**Your task:** Please give the listing again, word for word, with nothing left out.

**Entries shown:**

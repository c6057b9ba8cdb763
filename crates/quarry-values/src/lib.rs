//! # quarry-values
//!
//! Runtime value model for the **quarry** query language: the dynamic
//! values every quarry expression evaluates to, with total ordering,
//! content hashing, deep copy, canonical serialization, and nested-path
//! access.
//!
//! The value family is a closed set of kinds (`None`, booleans, ints,
//! floats, strings, datetimes, arrays, objects). Containers own their
//! entries outright; there is no sharing and no interior mutability, so
//! `Clone` is always a deep copy and `&Value` reads are freely shareable.
//!
//! Canonical serialization is JSON with lexicographically ordered object
//! keys. Both the default display of containers and the content digest are
//! derived from that exact text, which is what makes structurally equal
//! values print, hash, and compare identically however their entries were
//! inserted.
//!
//! ## Quick start
//!
//! ```rust
//! use quarry_values::{Object, Property, Value};
//!
//! let mut profile = Object::with_properties([
//!     Property::new("name", "Ada"),
//!     Property::new("age", 36i64),
//! ]);
//!
//! // Write through a nested path; the intermediate object is created.
//! profile
//!     .set_in(
//!         &["links".into(), "homepage".into()],
//!         Value::from("https://example.org"),
//!     )
//!     .unwrap();
//!
//! let link = profile.get_in(&["links".into(), "homepage".into()]).unwrap();
//! assert_eq!(link.as_ref(), &Value::from("https://example.org"));
//!
//! // Canonical text orders keys deterministically.
//! assert_eq!(
//!     profile.to_string(),
//!     r#"{"age":36,"links":{"homepage":"https://example.org"},"name":"Ada"}"#
//! );
//! ```
//!
//! ## Modules
//!
//! - [`value`] — the [`Value`] enum, [`Kind`] rank table, ordering, digest
//! - [`object`] — [`Object`] string-keyed container and [`Property`] seeds
//! - [`array`] — [`Array`] index-addressed container
//! - [`path`] — [`Segment`] tokens and the `get_in`/`set_in` engine
//! - [`error`] — [`PathError`], the one typed failure in the crate

pub mod array;
pub mod error;
pub mod object;
pub mod path;
pub mod value;

pub use array::Array;
pub use error::{PathError, Result};
pub use object::{Object, Property};
pub use path::{get_in, get_in_mut, set_in, Segment};
pub use value::{Kind, Value};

**Solution for this exercise:**
repository c6057b9ba8cdb763
filename crates/quarry-values/src/lib.rs
//! # quarry-values
//!
//! Runtime value model for the **quarry** query language: the dynamic
//! values every quarry expression evaluates to, with total ordering,
//! content hashing, deep copy, canonical serialization, and nested-path
//! access.
//!
//! The value family is a closed set of kinds (`None`, booleans, ints,
//! floats, strings, datetimes, arrays, objects). Containers own their
//! entries outright; there is no sharing and no interior mutability, so
//! `Clone` is always a deep copy and `&Value` reads are freely shareable.
//!
//! Canonical serialization is JSON with lexicographically ordered object
//! keys. Both the default display of containers and the content digest are
//! derived from that exact text, which is what makes structurally equal
//! values print, hash, and compare identically however their entries were
//! inserted.
//!
//! ## Quick start
//!
//! ```rust
//! use quarry_values::{Object, Property, Value};
//!
//! let mut profile = Object::with_properties([
//!     Property::new("name", "Ada"),
//!     Property::new("age", 36i64),
//! ]);
//!
//! // Write through a nested path; the intermediate object is created.
//! profile
//!     .set_in(
//!         &["links".into(), "homepage".into()],
//!         Value::from("https://example.org"),
//!     )
//!     .unwrap();
//!
//! let link = profile.get_in(&["links".into(), "homepage".into()]).unwrap();
//! assert_eq!(link.as_ref(), &Value::from("https://example.org"));
//!
//! // Canonical text orders keys deterministically.
//! assert_eq!(
//!     profile.to_string(),
//!     r#"{"age":36,"links":{"homepage":"https://example.org"},"name":"Ada"}"#
//! );
//! ```
//!
//! ## Modules
//!
//! - [`value`] — the [`Value`] enum, [`Kind`] rank table, ordering, digest
//! - [`object`] — [`Object`] string-keyed container and [`Property`] seeds
//! - [`array`] — [`Array`] index-addressed container
//! - [`path`] — [`Segment`] tokens and the `get_in`/`set_in` engine
//! - [`error`] — [`PathError`], the one typed failure in the crate

pub mod array;
pub mod error;
pub mod object;
pub mod path;
pub mod value;

pub use array::Array;
pub use error::{PathError, Result};
pub use object::{Object, Property};
pub use path::{get_in, get_in_mut, set_in, Segment};
pub use value::{Kind, Value};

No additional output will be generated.